=== Aim of the exercise ===
Exact repetition of the data below is required.

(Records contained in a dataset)
++++

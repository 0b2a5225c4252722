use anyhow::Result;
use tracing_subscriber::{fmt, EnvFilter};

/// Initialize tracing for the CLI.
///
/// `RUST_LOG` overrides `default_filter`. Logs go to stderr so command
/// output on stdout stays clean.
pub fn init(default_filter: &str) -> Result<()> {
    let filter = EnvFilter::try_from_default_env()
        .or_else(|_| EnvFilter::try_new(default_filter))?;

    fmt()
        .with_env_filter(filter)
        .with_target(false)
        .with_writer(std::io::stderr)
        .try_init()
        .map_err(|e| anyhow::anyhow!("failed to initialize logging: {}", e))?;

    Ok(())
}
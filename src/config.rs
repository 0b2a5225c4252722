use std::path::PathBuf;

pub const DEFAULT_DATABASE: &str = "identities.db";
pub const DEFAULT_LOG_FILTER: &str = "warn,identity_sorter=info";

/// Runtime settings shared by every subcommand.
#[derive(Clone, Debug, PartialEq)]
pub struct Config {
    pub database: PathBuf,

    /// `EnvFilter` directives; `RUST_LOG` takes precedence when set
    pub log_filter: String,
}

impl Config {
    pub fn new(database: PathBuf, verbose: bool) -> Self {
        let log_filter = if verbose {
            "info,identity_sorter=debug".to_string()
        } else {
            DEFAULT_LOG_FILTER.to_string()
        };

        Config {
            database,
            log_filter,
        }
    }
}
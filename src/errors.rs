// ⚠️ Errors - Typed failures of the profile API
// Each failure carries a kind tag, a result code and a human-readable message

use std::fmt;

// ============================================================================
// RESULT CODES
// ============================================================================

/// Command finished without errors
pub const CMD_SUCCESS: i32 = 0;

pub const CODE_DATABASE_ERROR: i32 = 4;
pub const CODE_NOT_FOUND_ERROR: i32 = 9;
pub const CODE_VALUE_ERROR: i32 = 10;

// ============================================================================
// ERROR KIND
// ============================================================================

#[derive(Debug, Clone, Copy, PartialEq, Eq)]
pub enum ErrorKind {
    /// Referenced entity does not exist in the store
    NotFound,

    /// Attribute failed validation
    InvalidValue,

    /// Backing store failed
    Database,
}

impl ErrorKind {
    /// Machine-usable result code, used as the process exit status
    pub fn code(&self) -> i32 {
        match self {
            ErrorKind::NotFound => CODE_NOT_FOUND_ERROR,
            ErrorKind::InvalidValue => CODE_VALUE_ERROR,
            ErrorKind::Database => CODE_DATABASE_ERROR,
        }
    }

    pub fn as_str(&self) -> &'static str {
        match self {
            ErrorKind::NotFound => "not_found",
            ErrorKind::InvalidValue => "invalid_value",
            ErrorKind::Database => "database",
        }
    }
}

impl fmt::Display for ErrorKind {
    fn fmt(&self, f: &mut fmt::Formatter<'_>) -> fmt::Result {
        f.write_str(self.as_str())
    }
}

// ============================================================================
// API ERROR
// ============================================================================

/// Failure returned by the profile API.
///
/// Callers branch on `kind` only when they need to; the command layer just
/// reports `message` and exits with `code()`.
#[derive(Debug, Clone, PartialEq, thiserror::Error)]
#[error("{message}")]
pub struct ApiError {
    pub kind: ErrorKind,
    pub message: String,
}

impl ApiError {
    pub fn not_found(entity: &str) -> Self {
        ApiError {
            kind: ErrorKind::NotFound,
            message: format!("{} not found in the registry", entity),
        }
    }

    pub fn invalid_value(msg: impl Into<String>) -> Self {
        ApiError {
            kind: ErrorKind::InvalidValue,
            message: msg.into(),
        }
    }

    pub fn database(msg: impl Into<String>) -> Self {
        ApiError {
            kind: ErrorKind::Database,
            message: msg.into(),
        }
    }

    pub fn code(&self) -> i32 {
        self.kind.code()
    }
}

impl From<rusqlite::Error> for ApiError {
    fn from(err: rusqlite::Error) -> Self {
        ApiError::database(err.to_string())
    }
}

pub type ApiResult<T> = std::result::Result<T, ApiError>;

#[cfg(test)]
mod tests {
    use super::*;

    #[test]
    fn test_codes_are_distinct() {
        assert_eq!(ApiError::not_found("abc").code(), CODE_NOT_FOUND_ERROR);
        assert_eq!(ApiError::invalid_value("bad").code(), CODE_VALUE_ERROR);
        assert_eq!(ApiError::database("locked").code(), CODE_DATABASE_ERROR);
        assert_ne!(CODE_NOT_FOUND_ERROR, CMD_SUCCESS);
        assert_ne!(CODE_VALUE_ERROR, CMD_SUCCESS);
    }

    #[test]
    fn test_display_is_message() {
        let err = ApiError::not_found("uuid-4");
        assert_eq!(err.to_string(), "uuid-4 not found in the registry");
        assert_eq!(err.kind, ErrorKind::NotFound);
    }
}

++++

=== Response ===
repository 0b2a5225c4252722
use anyhow::Result;
use tracing_subscriber::{fmt, EnvFilter};

/// Initialize tracing for the CLI.
///
/// `RUST_LOG` overrides `default_filter`. Logs go to stderr so command
/// output on stdout stays clean.
pub fn init(default_filter: &str) -> Result<()> {
    let filter = EnvFilter::try_from_default_env()
        .or_else(|_| EnvFilter::try_new(default_filter))?;

    fmt()
        .with_env_filter(filter)
        .with_target(false)
        .with_writer(std::io::stderr)
        .try_init()
        .map_err(|e| anyhow::anyhow!("failed to initialize logging: {}", e))?;

    Ok(())
}
filename src/config.rs
repository 0b2a5225c4252722
use std::path::PathBuf;

pub const DEFAULT_DATABASE: &str = "identities.db";
pub const DEFAULT_LOG_FILTER: &str = "warn,identity_sorter=info";

/// Runtime settings shared by every subcommand.
#[derive(Clone, Debug, PartialEq)]
pub struct Config {
    pub database: PathBuf,

    /// `EnvFilter` directives; `RUST_LOG` takes precedence when set
    pub log_filter: String,
}

impl Config {
    pub fn new(database: PathBuf, verbose: bool) -> Self {
        let log_filter = if verbose {
            "info,identity_sorter=debug".to_string()
        } else {
            DEFAULT_LOG_FILTER.to_string()
        };

        Config {
            database,
            log_filter,
        }
    }
}
filename src/errors.rs
// ⚠️ Errors - Typed failures of the profile API
// Each failure carries a kind tag, a result code and a human-readable message

use std::fmt;

// ============================================================================
// RESULT CODES
// ============================================================================

/// Command finished without errors
pub const CMD_SUCCESS: i32 = 0;

pub const CODE_DATABASE_ERROR: i32 = 4;
pub const CODE_NOT_FOUND_ERROR: i32 = 9;
pub const CODE_VALUE_ERROR: i32 = 10;

// ============================================================================
// ERROR KIND
// ============================================================================

#[derive(Debug, Clone, Copy, PartialEq, Eq)]
pub enum ErrorKind {
    /// Referenced entity does not exist in the store
    NotFound,

    /// Attribute failed validation
    InvalidValue,

    /// Backing store failed
    Database,
}

impl ErrorKind {
    /// Machine-usable result code, used as the process exit status
    pub fn code(&self) -> i32 {
        match self {
            ErrorKind::NotFound => CODE_NOT_FOUND_ERROR,
            ErrorKind::InvalidValue => CODE_VALUE_ERROR,
            ErrorKind::Database => CODE_DATABASE_ERROR,
        }
    }

    pub fn as_str(&self) -> &'static str {
        match self {
            ErrorKind::NotFound => "not_found",
            ErrorKind::InvalidValue => "invalid_value",
            ErrorKind::Database => "database",
        }
    }
}

impl fmt::Display for ErrorKind {
    fn fmt(&self, f: &mut fmt::Formatter<'_>) -> fmt::Result {
        f.write_str(self.as_str())
    }
}

// ============================================================================
// API ERROR
// ============================================================================

/// Failure returned by the profile API.
///
/// Callers branch on `kind` only when they need to; the command layer just
/// reports `message` and exits with `code()`.
#[derive(Debug, Clone, PartialEq, thiserror::Error)]
#[error("{message}")]
pub struct ApiError {
    pub kind: ErrorKind,
    pub message: String,
}

impl ApiError {
    pub fn not_found(entity: &str) -> Self {
        ApiError {
            kind: ErrorKind::NotFound,
            message: format!("{} not found in the registry", entity),
        }
    }

    pub fn invalid_value(msg: impl Into<String>) -> Self {
        ApiError {
            kind: ErrorKind::InvalidValue,
            message: msg.into(),
        }
    }

    pub fn database(msg: impl Into<String>) -> Self {
        ApiError {
            kind: ErrorKind::Database,
            message: msg.into(),
        }
    }

    pub fn code(&self) -> i32 {
        self.kind.code()
    }
}

impl From<rusqlite::Error> for ApiError {
    fn from(err: rusqlite::Error) -> Self {
        ApiError::database(err.to_string())
    }
}

pub type ApiResult<T> = std::result::Result<T, ApiError>;

#[cfg(test)]
mod tests {
    use super::*;

    #[test]
    fn test_codes_are_distinct() {
        assert_eq!(ApiError::not_found("abc").code(), CODE_NOT_FOUND_ERROR);
        assert_eq!(ApiError::invalid_value("bad").code(), CODE_VALUE_ERROR);
        assert_eq!(ApiError::database("locked").code(), CODE_DATABASE_ERROR);
        assert_ne!(CODE_NOT_FOUND_ERROR, CMD_SUCCESS);
        assert_ne!(CODE_VALUE_ERROR, CMD_SUCCESS);
    }

    #[test]
    fn test_display_is_message() {
        let err = ApiError::not_found("uuid-4");
        assert_eq!(err.to_string(), "uuid-4 not found in the registry");
        assert_eq!(err.kind, ErrorKind::NotFound);
    }
}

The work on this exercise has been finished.